» **EXERCISE MATERIAL**:

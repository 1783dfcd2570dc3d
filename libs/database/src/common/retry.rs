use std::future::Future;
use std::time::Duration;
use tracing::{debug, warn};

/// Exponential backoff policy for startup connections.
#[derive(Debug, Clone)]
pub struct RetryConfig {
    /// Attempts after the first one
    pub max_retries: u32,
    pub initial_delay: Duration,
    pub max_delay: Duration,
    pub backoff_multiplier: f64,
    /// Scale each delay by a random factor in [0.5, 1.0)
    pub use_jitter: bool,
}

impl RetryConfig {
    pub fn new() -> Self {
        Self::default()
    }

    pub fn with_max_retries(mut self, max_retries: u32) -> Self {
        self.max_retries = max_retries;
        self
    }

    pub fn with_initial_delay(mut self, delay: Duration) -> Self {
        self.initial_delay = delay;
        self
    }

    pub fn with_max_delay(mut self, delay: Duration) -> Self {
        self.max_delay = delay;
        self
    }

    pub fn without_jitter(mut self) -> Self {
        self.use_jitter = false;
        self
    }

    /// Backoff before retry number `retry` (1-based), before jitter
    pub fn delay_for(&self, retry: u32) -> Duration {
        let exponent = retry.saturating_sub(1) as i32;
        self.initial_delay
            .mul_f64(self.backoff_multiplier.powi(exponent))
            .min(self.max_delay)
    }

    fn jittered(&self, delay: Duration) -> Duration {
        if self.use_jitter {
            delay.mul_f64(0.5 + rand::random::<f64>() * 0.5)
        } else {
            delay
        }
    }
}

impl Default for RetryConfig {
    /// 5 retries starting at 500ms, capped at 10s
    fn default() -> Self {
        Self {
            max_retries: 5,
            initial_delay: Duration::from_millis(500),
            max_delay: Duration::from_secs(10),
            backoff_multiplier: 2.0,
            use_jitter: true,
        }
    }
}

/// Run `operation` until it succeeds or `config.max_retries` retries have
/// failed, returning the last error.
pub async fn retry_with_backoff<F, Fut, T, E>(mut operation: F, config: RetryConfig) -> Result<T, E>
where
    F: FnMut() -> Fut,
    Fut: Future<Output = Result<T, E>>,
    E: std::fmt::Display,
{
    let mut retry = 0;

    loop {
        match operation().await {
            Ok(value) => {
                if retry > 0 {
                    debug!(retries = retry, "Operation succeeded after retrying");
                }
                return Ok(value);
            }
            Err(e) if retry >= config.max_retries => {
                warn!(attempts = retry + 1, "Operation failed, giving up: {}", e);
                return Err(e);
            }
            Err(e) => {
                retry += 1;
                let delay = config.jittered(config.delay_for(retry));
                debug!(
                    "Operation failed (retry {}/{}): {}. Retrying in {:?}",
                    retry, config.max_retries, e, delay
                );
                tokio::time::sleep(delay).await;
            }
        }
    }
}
==
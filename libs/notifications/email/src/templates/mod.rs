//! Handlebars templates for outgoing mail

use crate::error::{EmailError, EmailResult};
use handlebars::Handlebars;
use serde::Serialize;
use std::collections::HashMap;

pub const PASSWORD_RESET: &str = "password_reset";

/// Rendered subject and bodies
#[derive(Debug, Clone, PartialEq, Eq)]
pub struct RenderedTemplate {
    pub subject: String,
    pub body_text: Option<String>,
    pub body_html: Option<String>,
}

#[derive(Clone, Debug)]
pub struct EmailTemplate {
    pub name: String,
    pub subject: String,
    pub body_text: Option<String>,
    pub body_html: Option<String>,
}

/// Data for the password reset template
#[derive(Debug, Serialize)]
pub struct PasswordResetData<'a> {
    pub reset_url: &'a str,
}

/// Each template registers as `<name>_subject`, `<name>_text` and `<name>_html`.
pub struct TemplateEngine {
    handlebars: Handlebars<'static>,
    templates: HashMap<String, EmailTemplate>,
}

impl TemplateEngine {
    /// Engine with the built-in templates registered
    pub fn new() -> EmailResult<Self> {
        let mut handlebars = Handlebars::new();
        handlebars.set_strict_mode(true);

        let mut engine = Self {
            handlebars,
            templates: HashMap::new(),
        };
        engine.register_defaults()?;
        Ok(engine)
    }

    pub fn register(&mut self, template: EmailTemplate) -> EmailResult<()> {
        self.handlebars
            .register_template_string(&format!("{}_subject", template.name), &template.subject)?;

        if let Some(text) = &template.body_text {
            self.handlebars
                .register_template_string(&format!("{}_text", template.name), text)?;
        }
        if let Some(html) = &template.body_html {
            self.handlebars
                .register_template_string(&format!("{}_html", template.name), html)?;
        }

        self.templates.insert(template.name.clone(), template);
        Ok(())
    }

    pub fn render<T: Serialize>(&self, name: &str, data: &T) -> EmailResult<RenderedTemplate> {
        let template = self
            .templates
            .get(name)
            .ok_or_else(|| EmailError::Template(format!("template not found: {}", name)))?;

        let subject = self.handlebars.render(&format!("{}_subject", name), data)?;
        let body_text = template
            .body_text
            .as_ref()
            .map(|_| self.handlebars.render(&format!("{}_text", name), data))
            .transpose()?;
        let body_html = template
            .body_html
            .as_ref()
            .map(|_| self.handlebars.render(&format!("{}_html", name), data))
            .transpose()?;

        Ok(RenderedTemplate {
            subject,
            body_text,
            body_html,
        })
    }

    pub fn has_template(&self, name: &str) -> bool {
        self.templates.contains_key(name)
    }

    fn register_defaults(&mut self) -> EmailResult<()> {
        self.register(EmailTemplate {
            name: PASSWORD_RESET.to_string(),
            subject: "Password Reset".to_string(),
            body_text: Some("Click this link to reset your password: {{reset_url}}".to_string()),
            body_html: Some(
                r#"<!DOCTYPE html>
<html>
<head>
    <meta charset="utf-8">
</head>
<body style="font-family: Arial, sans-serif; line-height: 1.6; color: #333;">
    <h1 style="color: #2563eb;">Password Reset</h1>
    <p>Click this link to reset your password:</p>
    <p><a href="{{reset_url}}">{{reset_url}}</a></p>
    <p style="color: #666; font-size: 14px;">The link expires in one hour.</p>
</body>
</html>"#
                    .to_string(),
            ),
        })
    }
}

» **YOUR ASSIGNMENT**: Every line above in which the word "Duration" occurs needs to be copied.

» **RESPONSE AREA**:
use std::time::Duration;
    pub initial_delay: Duration,
    pub max_delay: Duration,
    pub fn with_initial_delay(mut self, delay: Duration) -> Self {
    pub fn with_max_delay(mut self, delay: Duration) -> Self {
    pub fn delay_for(&self, retry: u32) -> Duration {
    fn jittered(&self, delay: Duration) -> Duration {
            initial_delay: Duration::from_millis(500),
            max_delay: Duration::from_secs(10),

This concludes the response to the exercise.